##### Available records

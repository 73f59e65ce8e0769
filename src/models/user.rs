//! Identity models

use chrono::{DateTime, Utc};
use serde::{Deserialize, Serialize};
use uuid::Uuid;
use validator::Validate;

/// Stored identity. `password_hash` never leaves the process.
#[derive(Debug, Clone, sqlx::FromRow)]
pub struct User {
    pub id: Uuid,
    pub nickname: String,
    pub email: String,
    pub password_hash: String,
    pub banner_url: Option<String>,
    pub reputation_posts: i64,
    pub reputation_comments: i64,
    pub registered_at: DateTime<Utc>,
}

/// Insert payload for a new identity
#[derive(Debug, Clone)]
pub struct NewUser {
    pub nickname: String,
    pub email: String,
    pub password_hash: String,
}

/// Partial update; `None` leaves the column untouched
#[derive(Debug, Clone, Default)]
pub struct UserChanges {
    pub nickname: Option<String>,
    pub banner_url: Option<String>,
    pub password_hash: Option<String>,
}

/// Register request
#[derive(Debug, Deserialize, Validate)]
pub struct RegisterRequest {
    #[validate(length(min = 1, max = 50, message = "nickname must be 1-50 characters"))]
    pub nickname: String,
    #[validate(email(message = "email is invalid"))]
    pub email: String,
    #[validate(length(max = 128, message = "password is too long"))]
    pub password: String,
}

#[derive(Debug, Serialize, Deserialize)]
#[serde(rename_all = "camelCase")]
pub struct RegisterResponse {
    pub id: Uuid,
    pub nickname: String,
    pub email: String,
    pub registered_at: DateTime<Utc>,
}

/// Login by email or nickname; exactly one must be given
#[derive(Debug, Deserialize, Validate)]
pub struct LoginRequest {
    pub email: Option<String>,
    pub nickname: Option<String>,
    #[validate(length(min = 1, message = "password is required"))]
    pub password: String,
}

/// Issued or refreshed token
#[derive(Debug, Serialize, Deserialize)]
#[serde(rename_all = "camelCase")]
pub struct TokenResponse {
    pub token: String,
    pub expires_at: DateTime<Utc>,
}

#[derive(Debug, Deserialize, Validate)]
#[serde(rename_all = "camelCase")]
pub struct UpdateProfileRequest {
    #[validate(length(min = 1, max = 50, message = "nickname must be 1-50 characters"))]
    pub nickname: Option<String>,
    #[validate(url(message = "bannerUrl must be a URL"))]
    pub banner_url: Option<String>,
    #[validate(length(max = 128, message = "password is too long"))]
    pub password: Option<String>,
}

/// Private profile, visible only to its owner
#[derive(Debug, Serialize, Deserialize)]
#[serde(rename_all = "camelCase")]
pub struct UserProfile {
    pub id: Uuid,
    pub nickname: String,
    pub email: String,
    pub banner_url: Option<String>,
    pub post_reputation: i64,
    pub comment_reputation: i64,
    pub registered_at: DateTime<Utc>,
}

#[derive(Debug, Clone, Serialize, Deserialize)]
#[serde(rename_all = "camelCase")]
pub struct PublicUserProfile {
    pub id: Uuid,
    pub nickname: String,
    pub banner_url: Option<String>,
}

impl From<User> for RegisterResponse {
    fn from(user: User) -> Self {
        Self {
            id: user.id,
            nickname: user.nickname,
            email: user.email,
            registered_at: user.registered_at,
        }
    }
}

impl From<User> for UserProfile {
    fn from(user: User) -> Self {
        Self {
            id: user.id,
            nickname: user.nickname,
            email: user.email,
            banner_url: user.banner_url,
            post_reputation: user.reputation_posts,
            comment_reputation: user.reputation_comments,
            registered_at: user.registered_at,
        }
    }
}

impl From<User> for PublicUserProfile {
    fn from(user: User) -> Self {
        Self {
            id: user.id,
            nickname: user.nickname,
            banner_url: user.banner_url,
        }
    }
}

##########
##### Available records

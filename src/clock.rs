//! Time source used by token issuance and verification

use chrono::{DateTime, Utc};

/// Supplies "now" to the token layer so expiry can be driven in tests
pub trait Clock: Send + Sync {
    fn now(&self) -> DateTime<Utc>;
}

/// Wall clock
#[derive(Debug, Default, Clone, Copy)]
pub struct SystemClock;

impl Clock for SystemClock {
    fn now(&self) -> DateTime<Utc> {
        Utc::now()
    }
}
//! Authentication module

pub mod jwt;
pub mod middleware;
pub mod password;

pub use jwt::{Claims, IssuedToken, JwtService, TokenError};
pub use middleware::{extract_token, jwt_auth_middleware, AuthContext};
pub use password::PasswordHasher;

##########
##### Available records

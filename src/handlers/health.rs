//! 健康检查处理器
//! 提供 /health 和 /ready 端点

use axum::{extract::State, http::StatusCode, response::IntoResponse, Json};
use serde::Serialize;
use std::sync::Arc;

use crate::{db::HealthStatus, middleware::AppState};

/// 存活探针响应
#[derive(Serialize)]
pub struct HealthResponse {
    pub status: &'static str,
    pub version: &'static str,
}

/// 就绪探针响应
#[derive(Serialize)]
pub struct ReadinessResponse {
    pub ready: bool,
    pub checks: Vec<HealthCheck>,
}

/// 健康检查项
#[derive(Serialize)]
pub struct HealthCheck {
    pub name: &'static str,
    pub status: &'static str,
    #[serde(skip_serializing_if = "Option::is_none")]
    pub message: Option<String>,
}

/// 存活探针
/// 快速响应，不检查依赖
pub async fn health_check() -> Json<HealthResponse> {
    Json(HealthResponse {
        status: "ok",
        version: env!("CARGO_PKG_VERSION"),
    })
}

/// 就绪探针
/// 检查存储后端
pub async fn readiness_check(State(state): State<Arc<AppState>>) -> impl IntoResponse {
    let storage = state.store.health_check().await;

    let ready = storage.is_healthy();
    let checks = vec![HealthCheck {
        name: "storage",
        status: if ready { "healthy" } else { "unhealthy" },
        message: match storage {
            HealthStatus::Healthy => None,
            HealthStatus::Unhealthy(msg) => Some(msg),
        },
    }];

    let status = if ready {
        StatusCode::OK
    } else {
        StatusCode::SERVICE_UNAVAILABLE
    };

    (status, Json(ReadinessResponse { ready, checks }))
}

##########

§ **Exercise description**:
Once you have located every line with the word "Json" in the material above, list those lines.

§ **Output**:
use axum::{extract::State, http::StatusCode, response::IntoResponse, Json};
pub async fn health_check() -> Json<HealthResponse> {
    Json(HealthResponse {
    (status, Json(ReadinessResponse { ready, checks }))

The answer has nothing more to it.